Die Netflix-Serie "Bridgerton" gilt als Musterbeispiel für inklusive Schauspiel- und Unterhaltungskunst: im Bild Phoebe Dynevor und Regé-Jean Page.

Foto: Netflix

Amazon Studios ist neben Netflix und Disney+ ein neuer Gigant am Unterhaltungshimmel – der umstrittene Kauf des klassischen Hollywoodstudios MGM für 8,45 Milliarden Dollar hat das klar gezeigt. Jetzt hat Amazon Studios mit dem "Inclusion Playbook" der Inklusionsbeauftragten Latasha Gillespie eine gleichermaßen umjubelte wie kritisierte neue Richtlinie geschaffen, die Diversität, Verteilungsgerechtigkeit und Inklusion bei den von ihnen finanzierten Film- und Serienproduktionen umsetzen will.

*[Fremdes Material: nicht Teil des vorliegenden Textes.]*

//! Configuration types.

use std::time::Duration;

use crate::error::ConfigError;
use crate::input::{ActionBindings, DEFAULT_SWIPE_THRESHOLD};
use crate::screens::ScreenTable;

/// Default length of the exit transition.
pub const DEFAULT_EXIT_DELAY: Duration = Duration::from_millis(400);

/// Carousel configuration.
#[derive(Debug, Clone)]
pub struct CarouselConfig {
    /// Screens, in display order.
    pub screens: ScreenTable,
    /// How long the exit transition runs before its continuation.
    pub exit_delay: Duration,
    /// Minimum horizontal travel for a touch to count as a swipe.
    pub swipe_threshold: f64,
    /// Which screens carry "get started" / "log in" buttons.
    pub bindings: ActionBindings,
}

impl Default for CarouselConfig {
    fn default() -> Self {
        let screens = ScreenTable::default();
        let bindings = ActionBindings::standard(screens.len());
        Self {
            screens,
            exit_delay: DEFAULT_EXIT_DELAY,
            swipe_threshold: DEFAULT_SWIPE_THRESHOLD,
            bindings,
        }
    }
}

impl CarouselConfig {
    /// Defaults overridden by `ONBOARDING_EXIT_DELAY_MS` and
    /// `ONBOARDING_SWIPE_THRESHOLD`. Unparsable values, and thresholds that
    /// are negative or not finite, are ignored.
    pub fn from_env() -> Self {
        let defaults = Self::default();

        let exit_delay = std::env::var("ONBOARDING_EXIT_DELAY_MS")
            .ok()
            .and_then(|s| s.trim().parse::<u64>().ok())
            .map(Duration::from_millis)
            .unwrap_or(defaults.exit_delay);

        let swipe_threshold = std::env::var("ONBOARDING_SWIPE_THRESHOLD")
            .ok()
            .and_then(|s| s.trim().parse::<f64>().ok())
            .filter(|t| t.is_finite() && *t >= 0.0)
            .unwrap_or(defaults.swipe_threshold);

        Self {
            exit_delay,
            swipe_threshold,
            ..defaults
        }
    }

    pub fn with_exit_delay(mut self, delay: Duration) -> Self {
        self.exit_delay = delay;
        self
    }

    pub fn with_swipe_threshold(mut self, threshold: f64) -> Self {
        self.swipe_threshold = threshold;
        self
    }

    /// Replace the screen table. Bindings are reset to the standard layout
    /// for the new table.
    pub fn with_screens(mut self, screens: ScreenTable) -> Self {
        self.bindings = ActionBindings::standard(screens.len());
        self.screens = screens;
        self
    }

    pub fn with_bindings(mut self, bindings: ActionBindings) -> Self {
        self.bindings = bindings;
        self
    }

    pub fn validate(&self) -> Result<(), ConfigError> {
        if !self.swipe_threshold.is_finite() || self.swipe_threshold < 0.0 {
            return Err(ConfigError::InvalidValue {
                key: "swipe_threshold".to_string(),
                message: format!("must be a non-negative number, got {}", self.swipe_threshold),
            });
        }
        if let Some(index) = self.bindings.max_screen() {
            if index >= self.screens.len() {
                return Err(ConfigError::BindingOutOfRange {
                    index,
                    total: self.screens.len(),
                });
            }
        }
        Ok(())
    }
}
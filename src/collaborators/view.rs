//! Headless view model: a `Presentation` that keeps what would be on screen
//! in memory.
//!
//! Useful for driving the carousel without a real UI and for inspecting the
//! visible state in tests.

use std::collections::HashSet;
use std::sync::{Mutex, MutexGuard, PoisonError};
use std::time::Duration;

use async_trait::async_trait;
use serde::Serialize;
use tracing::debug;

use super::Presentation;
use crate::error::PresentationError;
use crate::state::ScreenChange;

/// UI elements a view can lack.
#[derive(Debug, Clone, Copy, PartialEq, Eq, Hash)]
pub enum Element {
    Screens,
    Indicators,
    PrimaryButton,
    Logo,
}

impl Element {
    fn name(&self) -> &'static str {
        match self {
            Self::Screens => "screens",
            Self::Indicators => "indicators",
            Self::PrimaryButton => "primary_button",
            Self::Logo => "logo",
        }
    }
}

/// What the view currently shows.
#[derive(Debug, Clone, PartialEq, Eq, Serialize)]
pub struct ViewSnapshot {
    pub active_screen: Option<usize>,
    /// Screen currently sliding out to the left, if any.
    pub exiting_left: Option<usize>,
    pub active_indicator: Option<usize>,
    pub button_label: String,
    pub logo_visible: bool,
    /// True while the exit transition has faded the view out.
    pub faded_out: bool,
    pub exit_animations: u32,
}

impl Default for ViewSnapshot {
    fn default() -> Self {
        Self {
            active_screen: None,
            exiting_left: None,
            active_indicator: None,
            button_label: String::new(),
            logo_visible: true,
            faded_out: false,
            exit_animations: 0,
        }
    }
}

/// In-memory `Presentation`.
#[derive(Debug, Default)]
pub struct ViewModel {
    state: Mutex<ViewSnapshot>,
    missing: HashSet<Element>,
}

impl ViewModel {
    pub fn new() -> Self {
        Self::default()
    }

    /// A view lacking `element`; updates to it fail with `MissingElement`.
    pub fn without(mut self, element: Element) -> Self {
        self.missing.insert(element);
        self
    }

    pub fn snapshot(&self) -> ViewSnapshot {
        self.lock().clone()
    }

    fn lock(&self) -> MutexGuard<'_, ViewSnapshot> {
        self.state.lock().unwrap_or_else(PoisonError::into_inner)
    }

    fn require(&self, element: Element) -> Result<(), PresentationError> {
        if self.missing.contains(&element) {
            return Err(PresentationError::MissingElement {
                element: element.name().to_string(),
            });
        }
        Ok(())
    }
}

#[async_trait]
impl Presentation for ViewModel {
    fn set_active_screen(&self, change: ScreenChange) -> Result<(), PresentationError> {
        self.require(Element::Screens)?;
        let mut view = self.lock();
        view.active_screen = Some(change.to);
        view.exiting_left = change.exits_left().then_some(change.from);
        Ok(())
    }

    fn set_indicator(&self, index: usize) -> Result<(), PresentationError> {
        self.require(Element::Indicators)?;
        self.lock().active_indicator = Some(index);
        Ok(())
    }

    fn set_button_label(&self, label: &str) -> Result<(), PresentationError> {
        self.require(Element::PrimaryButton)?;
        self.lock().button_label = label.to_string();
        Ok(())
    }

    fn set_logo_visible(&self, visible: bool) -> Result<(), PresentationError> {
        self.require(Element::Logo)?;
        self.lock().logo_visible = visible;
        Ok(())
    }

    async fn play_exit_animation(&self, duration: Duration) -> Result<(), PresentationError> {
        debug!(?duration, "Fading out onboarding view");
        let mut view = self.lock();
        view.faded_out = true;
        view.exit_animations += 1;
        Ok(())
    }

    fn restore_view(&self) -> Result<(), PresentationError> {
        self.lock().faded_out = false;
        Ok(())
    }
}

Das Inklusions-Playbook definiert die Regeln des Spiels neu. Nicht länger sollen Produktionen mehrheitlich von weißen, großteils männlichen Produktionsteams getragen werden – es soll mithilfe von Quoten Abwechslung vor und hinter der Kamera geschaffen werden. Neben der Arbeitsbiografie ist künftig auch die "gelebte Erfahrung" bei Jobvergaben ausschlaggebend, die identitätspolitisch an Ethnie, Geschlecht und sexuelle Orientierung gebunden wird.

Vergessene Frage

Konkret sollen von nun an 30 Prozent Frauen und 30 Prozent Angehörige minderheitlicher ethnischer Gruppen bei Amazon-Studio-Produktionen beschäftigt werden. Dass hierbei – ganz amerikanisch – Klassenfragen vergessen werden, entspricht ganz der liberalen Ideologie eines Konzerns, der Gewerkschaftstreffen verbietet. Abgesehen davon ist der Vorstoß Amazons, das Arbeitsumfeld zu diversifizieren und dabei auf gleiche Bezahlung zu achten, der Ausdruck einer politischen Forderung nach Repräsentation und nach Arbeitsplätzen. Beide Anliegen sind – wie die jüngsten Hollywood-Diversitätsreporte der University of California zeigen – nicht unbegründet. Es ist schlichtweg Fakt, dass bestimmte soziale, ethnische und geschlechtliche Gruppen in Filmproduktionen stark unterrepräsentiert sind, was der derzeitigen US-amerikanischen Bevölkerungsverteilung von knapp 60 Prozent weißen und 40 Prozent nichtweißen Menschen widerspricht.

Der bis weit in die 2000er-Jahre praktizierte systematische Ausschluss nichtweißer Schauspielerinnen und Schauspieler wurde erst 2015 mit #OscarsSoWhite aufs Korn genommen. Veränderungen griffen Platz. Sie zeitigten positive Auswirkungen auf Preispolitiken, auf die Zusammensetzung von Film- und Serienproduktionen sowie auf die Oscar-Academy. Das Amazon-Inklusions-Playbook ist da die – von der Chefetage empfohlene – arbeitspolitische Umsetzung der Forderung nach Inklusion, Gleichbehandlung und Diversität in der US-amerikanischen Unterhaltungsbranche.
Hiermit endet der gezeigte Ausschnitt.